Ce voyage pour réapprendre le vivant

Avant même de prendre la route, on sentait qu’il fallait changer quelque chose. Juste… revenir à ce qui nous fait du bien. Depuis longtemps, on vivait un peu en décalage avec nos besoins. On mangeait ce qui était pratique, rapide, disponible. On avalait plus qu’on ne nourrissait. Et petit à petit, sans bruit, la vitalité s’est mise à baisser. Alors quand l’idée du voyage est arrivée, on a compris que ce n’était pas seulement un départ. C’était une occasion. Une ouverture. Un espace pour remettre du vivant dans nos vies — et dans nos assiettes.

4/29/2026

La route comme réinitialisation

Sur la route, tout change : le rythme, les paysages, les habitudes, les repères.

Et dans ce changement, il y a une chance : celle de repartir sur des bases plus simples.

On n’a plus les supermarchés à chaque coin de rue. On n’a plus les tentations emballées, standardisées, prêtes à avaler.

Choisir. Réfléchir. Ecouter. Et c’est là que le vivant revient.
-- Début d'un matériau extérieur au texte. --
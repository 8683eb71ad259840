//! WASM host boundary: thin `#[wasm_bindgen]` wrapper structs around the
//! native types, following the teacher's `src/wasm.rs` pattern
//! (`WasmCard(Card)`, `WasmHand(Hand)`, ...) rather than a blanket
//! `serde_wasm_bindgen::to_value` conversion. The flat-array placement
//! input mirrors the prior WASM port at
//! `beachale-Offset-to-Coordinate-GUI/wasm/grassfinder_wasm/src/lib.rs`.

use crate::cancel::CancelToken;
use crate::hash::HashVersion;
use crate::sample::{BlockPos, Placement};
use crate::scan::Match;
use crate::solver::{RequestedMode, ScanParams, Solver};
use wasm_bindgen::prelude::*;

#[wasm_bindgen(start)]
pub fn start() {
    console_error_panic_hook::set_once();
}

#[wasm_bindgen]
pub struct WasmMatch(Match);

#[wasm_bindgen]
impl WasmMatch {
    #[wasm_bindgen(getter)]
    pub fn x(&self) -> i32 {
        self.0.x
    }

    #[wasm_bindgen(getter)]
    pub fn y(&self) -> i32 {
        self.0.y
    }

    #[wasm_bindgen(getter)]
    pub fn z(&self) -> i32 {
        self.0.z
    }

    /// `-1` when this match carries no score (strict mode).
    #[wasm_bindgen(getter)]
    pub fn score(&self) -> i32 {
        self.0.score.map(|s| s as i32).unwrap_or(-1)
    }
}

#[wasm_bindgen]
pub struct WasmCrackResult {
    matches: Vec<Match>,
    warning: Option<String>,
}

#[wasm_bindgen]
impl WasmCrackResult {
    #[wasm_bindgen]
    pub fn matches(&self) -> js_sys::Array {
        self.matches
            .iter()
            .copied()
            .map(WasmMatch)
            .map(JsValue::from)
            .collect()
    }

    #[wasm_bindgen(getter)]
    pub fn warning(&self) -> Option<String> {
        self.warning.clone()
    }
}

#[wasm_bindgen]
#[derive(Clone)]
pub struct WasmCancelToken(CancelToken);

#[wasm_bindgen]
impl WasmCancelToken {
    #[wasm_bindgen(constructor)]
    pub fn new() -> Self {
        Self(CancelToken::new())
    }

    #[wasm_bindgen]
    pub fn cancel(&self) {
        self.0.cancel();
    }

    #[wasm_bindgen(js_name = "isCancelled")]
    pub fn is_cancelled(&self) -> bool {
        self.0.is_cancelled()
    }
}

impl Default for WasmCancelToken {
    fn default() -> Self {
        Self::new()
    }
}

#[wasm_bindgen]
pub struct WasmSolver;

#[wasm_bindgen]
impl WasmSolver {
    #[wasm_bindgen(constructor)]
    pub fn new() -> Self {
        Self
    }

    /// Runs one scan. Placements travel as parallel flat arrays (block
    /// coords, offset nibbles, kind tags) rather than an array of
    /// structs, matching the calling convention `wasm-bindgen` makes
    /// cheap across the JS boundary.
    ///
    /// `use_workers` is forwarded as-is: `Solver::crack` itself forces
    /// the single-threaded fallback on `wasm32`, since `std::thread::spawn`
    /// is unavailable there and this boundary must never panic.
    #[allow(clippy::too_many_arguments)]
    #[wasm_bindgen]
    pub fn crack(
        &self,
        xs: &[i32],
        ys: &[i32],
        zs: &[i32],
        off_xs: &[u8],
        off_ys: &[u8],
        off_zs: &[u8],
        kinds: Vec<String>,
        center_x: f64,
        center_z: f64,
        radius: u32,
        y_min: i32,
        y_max: i32,
        classic: bool,
        scored: bool,
        tol: u8,
        max_score: u32,
        max_results: usize,
        use_workers: bool,
        cancel: &WasmCancelToken,
        on_progress: js_sys::Function,
    ) -> Result<WasmCrackResult, JsValue> {
        let n = xs.len();
        if ys.len() != n
            || zs.len() != n
            || off_xs.len() != n
            || off_ys.len() != n
            || off_zs.len() != n
            || kinds.len() != n
        {
            return Err(JsValue::from_str("placement arrays must have the same length"));
        }

        let placements: Vec<Placement> = (0..n)
            .map(|i| {
                let kind = crate::format::parse_kind(&kinds[i], None);
                Placement::new(BlockPos::new(xs[i], ys[i], zs[i]), kind, off_xs[i], off_ys[i], off_zs[i])
            })
            .collect();

        let params = ScanParams {
            center_x,
            center_z,
            radius,
            y_min,
            y_max,
            version: if classic { HashVersion::Classic } else { HashVersion::Modern },
            mode: if scored {
                RequestedMode::Scored { tol, max_score }
            } else {
                RequestedMode::Strict
            },
            max_results,
            use_workers,
        };

        let this = JsValue::null();
        let result = Solver::crack(&placements, params, cancel.0.clone(), |done, total| {
            let _ = on_progress.call2(&this, &JsValue::from(done as f64), &JsValue::from(total as f64));
        });

        Ok(WasmCrackResult { matches: result.matches, warning: result.warning })
    }
}

impl Default for WasmSolver {
    fn default() -> Self {
        Self::new()
    }
}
Manger vivant, c’est retrouver du vrai

Ce voyage nous pousse vers :

  • des légumes achetés sur un marché du village

  • des fruits cueillis sur le chemin

  • des repas simples, mais frais

  • des aliments qui ont encore une couleur, une odeur, une énergie

  • des choix qui soutiennent le corps, pas juste l’estomac

On veut sentir que ce qu’on mange nous porte, nous éclaire, nous soutient.

Ce voyage est un retour à l’essentiel

On part pour voir le monde, oui. Mais on part aussi pour se retrouver. Pour se réaligner. Pour revenir à ce qui compte vraiment.

Manger vivant fait partie de ce retour. C’est un pilier. Un indispensable. Une manière de dire : “Je veux être en bonne santé. Je veux être présent. Je veux être vivant.”

Ce voyage n’est pas seulement un déplacement. C’est une transition. Une mue. Une façon de remettre du sens dans ce que nous consommons.

Et quelque part, c’est peut‑être une des plus belle transformation que la route peut offrir.